> [Data to examine]:
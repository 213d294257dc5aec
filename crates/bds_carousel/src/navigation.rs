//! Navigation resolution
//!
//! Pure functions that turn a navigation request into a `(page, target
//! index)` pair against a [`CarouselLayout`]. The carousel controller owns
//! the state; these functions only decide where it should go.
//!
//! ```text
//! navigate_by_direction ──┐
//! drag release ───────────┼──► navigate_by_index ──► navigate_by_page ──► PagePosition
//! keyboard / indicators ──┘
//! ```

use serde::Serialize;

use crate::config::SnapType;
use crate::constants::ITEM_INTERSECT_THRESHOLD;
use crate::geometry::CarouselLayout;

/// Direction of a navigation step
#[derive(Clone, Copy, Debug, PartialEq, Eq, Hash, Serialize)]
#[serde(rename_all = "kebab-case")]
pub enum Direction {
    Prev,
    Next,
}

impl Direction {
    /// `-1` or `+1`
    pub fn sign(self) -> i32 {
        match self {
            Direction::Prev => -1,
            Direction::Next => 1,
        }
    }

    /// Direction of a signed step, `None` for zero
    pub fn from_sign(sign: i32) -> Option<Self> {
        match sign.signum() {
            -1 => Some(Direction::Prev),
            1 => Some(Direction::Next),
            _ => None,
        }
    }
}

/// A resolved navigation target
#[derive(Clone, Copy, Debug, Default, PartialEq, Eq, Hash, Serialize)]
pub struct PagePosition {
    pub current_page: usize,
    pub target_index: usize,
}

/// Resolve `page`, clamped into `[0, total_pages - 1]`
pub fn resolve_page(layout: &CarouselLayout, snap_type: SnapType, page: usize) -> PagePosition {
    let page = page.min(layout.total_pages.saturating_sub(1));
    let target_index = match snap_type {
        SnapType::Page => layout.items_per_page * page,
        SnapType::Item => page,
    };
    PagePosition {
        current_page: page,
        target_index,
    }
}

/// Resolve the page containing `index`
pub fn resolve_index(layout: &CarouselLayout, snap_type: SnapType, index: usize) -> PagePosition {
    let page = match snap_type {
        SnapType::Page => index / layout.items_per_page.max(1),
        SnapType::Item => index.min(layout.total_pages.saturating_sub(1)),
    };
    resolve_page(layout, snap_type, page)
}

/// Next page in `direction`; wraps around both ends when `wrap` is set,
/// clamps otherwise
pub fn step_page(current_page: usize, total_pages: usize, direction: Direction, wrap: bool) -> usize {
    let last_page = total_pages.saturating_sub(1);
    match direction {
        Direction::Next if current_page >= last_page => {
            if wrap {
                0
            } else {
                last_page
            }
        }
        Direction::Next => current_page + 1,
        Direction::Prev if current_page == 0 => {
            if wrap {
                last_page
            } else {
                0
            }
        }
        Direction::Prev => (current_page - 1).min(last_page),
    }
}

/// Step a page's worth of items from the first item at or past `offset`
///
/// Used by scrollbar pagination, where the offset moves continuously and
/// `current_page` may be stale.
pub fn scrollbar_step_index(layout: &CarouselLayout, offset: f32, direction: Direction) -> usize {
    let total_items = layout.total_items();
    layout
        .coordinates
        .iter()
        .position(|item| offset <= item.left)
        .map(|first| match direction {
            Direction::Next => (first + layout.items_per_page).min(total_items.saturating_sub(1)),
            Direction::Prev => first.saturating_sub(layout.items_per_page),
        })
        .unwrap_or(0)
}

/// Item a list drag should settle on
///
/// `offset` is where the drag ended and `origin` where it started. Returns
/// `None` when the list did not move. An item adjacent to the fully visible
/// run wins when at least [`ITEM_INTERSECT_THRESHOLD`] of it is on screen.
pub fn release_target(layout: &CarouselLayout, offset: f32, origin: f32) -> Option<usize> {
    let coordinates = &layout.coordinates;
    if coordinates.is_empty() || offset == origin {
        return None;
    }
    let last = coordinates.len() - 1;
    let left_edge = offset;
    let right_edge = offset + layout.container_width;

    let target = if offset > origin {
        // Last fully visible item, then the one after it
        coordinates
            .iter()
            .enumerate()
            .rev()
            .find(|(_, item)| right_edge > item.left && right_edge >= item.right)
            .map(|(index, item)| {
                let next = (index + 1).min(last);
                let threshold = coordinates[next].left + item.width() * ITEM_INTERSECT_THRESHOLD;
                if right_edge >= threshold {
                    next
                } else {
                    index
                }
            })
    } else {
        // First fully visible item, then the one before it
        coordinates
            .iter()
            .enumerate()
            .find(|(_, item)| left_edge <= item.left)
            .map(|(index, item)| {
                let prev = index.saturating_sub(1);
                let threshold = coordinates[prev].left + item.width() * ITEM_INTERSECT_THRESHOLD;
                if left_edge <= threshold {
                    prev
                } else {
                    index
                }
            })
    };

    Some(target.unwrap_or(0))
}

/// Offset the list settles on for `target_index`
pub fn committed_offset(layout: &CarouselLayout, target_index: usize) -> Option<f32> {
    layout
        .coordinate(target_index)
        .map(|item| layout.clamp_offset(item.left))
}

--

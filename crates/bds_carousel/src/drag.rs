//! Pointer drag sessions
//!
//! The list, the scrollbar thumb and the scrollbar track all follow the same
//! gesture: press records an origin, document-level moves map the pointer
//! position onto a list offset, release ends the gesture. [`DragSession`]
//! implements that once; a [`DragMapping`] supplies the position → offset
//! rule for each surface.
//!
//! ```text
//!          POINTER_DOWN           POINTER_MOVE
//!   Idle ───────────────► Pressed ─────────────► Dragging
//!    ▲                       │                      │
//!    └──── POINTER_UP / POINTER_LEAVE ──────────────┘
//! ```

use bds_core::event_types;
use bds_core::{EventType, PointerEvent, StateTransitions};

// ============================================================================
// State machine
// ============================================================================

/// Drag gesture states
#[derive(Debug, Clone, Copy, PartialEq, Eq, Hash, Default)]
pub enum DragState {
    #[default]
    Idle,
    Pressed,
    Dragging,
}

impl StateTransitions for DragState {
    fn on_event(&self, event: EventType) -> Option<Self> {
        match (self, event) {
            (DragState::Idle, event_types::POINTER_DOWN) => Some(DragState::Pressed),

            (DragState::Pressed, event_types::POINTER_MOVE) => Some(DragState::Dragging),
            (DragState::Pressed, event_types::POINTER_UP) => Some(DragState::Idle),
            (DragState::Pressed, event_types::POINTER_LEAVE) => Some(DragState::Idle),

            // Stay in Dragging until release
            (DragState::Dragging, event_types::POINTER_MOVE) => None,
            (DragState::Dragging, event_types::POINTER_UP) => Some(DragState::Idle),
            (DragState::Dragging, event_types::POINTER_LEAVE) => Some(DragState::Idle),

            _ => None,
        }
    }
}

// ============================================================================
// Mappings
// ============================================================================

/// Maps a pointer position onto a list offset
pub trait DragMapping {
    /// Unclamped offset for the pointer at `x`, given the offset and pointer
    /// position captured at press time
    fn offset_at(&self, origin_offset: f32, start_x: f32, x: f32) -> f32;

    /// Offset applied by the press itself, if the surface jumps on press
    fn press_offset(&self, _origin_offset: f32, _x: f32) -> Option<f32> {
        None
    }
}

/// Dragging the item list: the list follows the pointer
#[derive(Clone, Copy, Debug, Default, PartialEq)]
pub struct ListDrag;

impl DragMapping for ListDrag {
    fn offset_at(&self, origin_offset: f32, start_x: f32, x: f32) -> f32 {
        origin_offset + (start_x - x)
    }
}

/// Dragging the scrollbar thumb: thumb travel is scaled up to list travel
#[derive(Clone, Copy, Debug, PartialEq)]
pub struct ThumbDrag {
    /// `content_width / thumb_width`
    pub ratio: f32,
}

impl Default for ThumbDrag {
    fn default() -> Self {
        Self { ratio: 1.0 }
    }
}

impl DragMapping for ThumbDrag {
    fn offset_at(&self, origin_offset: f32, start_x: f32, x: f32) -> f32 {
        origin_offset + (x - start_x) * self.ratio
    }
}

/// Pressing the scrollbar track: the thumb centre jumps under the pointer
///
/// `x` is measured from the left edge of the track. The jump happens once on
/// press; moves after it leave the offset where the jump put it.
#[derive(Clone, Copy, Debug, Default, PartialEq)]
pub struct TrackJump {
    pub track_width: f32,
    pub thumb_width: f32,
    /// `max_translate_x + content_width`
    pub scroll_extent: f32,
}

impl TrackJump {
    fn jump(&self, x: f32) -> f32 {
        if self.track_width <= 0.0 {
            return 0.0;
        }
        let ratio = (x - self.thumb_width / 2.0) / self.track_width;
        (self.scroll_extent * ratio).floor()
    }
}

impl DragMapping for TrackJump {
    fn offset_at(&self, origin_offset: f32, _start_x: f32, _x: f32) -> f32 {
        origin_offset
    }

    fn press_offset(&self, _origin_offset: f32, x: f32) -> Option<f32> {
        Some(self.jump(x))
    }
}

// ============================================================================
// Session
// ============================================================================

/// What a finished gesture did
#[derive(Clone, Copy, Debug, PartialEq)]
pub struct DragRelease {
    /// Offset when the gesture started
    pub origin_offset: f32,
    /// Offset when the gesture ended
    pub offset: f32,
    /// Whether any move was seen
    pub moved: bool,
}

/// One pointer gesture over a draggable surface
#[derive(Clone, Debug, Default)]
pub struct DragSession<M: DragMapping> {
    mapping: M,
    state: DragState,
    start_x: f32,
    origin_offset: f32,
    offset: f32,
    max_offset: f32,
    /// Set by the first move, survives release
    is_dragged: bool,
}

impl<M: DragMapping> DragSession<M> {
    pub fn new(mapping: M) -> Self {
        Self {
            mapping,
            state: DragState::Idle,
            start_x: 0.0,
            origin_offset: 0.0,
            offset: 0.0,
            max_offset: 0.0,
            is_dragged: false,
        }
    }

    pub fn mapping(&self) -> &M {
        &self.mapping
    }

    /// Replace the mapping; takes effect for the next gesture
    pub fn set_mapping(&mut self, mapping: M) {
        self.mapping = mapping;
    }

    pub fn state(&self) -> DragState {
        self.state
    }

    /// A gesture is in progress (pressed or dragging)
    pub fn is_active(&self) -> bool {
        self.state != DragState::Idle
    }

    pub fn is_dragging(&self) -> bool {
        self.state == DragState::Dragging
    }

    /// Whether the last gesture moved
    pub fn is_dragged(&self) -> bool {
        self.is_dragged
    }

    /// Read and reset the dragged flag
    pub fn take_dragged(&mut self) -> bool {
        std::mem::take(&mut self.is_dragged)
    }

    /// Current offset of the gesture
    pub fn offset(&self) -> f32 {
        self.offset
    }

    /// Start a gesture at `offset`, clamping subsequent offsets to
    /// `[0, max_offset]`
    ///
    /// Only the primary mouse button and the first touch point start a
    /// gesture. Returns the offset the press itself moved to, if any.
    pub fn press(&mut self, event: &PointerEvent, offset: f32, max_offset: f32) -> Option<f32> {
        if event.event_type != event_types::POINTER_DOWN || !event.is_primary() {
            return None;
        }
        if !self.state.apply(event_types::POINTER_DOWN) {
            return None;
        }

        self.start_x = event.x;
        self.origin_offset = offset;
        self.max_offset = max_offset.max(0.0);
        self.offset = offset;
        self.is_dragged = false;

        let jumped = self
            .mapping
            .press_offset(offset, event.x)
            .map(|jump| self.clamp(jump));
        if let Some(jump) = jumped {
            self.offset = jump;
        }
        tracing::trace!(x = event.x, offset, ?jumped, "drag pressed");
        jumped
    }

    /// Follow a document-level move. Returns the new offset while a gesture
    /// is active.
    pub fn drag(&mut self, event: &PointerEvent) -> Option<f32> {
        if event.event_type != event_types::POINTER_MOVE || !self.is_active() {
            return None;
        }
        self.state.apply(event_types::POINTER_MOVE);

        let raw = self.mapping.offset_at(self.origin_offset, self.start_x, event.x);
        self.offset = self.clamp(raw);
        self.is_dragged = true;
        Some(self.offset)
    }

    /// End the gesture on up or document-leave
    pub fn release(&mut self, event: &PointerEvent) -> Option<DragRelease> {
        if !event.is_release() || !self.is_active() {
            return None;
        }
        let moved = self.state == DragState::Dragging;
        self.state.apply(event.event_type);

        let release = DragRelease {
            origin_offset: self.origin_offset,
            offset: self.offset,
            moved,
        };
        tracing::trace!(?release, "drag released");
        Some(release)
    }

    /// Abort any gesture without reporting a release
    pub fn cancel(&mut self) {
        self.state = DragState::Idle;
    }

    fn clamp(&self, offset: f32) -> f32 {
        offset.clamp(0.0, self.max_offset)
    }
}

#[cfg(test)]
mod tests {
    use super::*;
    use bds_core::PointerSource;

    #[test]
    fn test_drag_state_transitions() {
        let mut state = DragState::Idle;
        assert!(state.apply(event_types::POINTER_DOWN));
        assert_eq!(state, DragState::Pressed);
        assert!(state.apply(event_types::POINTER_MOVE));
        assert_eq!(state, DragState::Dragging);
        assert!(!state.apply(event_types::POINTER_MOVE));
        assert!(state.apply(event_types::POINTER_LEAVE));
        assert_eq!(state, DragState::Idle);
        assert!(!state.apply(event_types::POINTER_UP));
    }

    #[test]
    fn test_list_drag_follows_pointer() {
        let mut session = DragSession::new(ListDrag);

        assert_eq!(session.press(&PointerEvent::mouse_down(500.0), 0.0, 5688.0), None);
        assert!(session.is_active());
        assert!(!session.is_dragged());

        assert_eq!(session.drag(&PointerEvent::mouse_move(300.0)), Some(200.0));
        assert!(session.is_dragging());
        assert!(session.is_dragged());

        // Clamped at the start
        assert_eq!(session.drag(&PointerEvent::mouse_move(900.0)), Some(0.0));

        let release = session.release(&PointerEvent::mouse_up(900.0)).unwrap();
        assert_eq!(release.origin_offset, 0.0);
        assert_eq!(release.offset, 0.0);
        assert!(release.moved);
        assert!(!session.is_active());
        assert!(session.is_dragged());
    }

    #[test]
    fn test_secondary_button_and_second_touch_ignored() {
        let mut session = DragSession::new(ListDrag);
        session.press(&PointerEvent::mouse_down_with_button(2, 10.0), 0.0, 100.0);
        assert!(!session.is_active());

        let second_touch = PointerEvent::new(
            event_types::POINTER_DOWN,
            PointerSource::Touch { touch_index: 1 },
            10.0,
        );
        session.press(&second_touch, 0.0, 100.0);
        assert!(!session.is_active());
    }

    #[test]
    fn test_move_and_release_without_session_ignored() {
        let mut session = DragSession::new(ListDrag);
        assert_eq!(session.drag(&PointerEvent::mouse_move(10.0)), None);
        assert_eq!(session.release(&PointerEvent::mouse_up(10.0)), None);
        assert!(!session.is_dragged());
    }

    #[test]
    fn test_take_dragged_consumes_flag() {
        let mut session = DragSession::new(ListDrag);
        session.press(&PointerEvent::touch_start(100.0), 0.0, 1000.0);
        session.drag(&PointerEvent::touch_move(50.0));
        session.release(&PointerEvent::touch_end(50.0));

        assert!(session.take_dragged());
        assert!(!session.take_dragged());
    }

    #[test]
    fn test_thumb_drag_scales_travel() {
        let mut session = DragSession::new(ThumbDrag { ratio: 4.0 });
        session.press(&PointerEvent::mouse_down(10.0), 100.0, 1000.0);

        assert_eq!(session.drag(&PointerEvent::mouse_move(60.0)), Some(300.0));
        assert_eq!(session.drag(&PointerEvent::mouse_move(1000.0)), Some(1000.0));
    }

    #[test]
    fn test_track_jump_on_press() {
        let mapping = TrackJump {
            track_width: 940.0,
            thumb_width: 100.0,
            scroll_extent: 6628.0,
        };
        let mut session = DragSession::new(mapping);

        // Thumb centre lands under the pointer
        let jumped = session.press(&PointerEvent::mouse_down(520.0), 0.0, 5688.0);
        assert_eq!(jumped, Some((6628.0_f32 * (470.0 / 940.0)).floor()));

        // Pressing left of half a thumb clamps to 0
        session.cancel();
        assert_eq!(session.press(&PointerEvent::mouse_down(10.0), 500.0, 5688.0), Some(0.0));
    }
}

> [Exercise]: Using the entries above, output exactly the lines between the line holding "repository 213d294257dc5aec" and the line holding "use crate::config::SnapType;", end lines included, and nothing more.

> [Response to this task]:
repository 213d294257dc5aec
filename crates/bds_carousel/src/navigation.rs
//! Navigation resolution
//!
//! Pure functions that turn a navigation request into a `(page, target
//! index)` pair against a [`CarouselLayout`]. The carousel controller owns
//! the state; these functions only decide where it should go.
//!
//! ```text
//! navigate_by_direction ──┐
//! drag release ───────────┼──► navigate_by_index ──► navigate_by_page ──► PagePosition
//! keyboard / indicators ──┘
//! ```

use serde::Serialize;

use crate::config::SnapType;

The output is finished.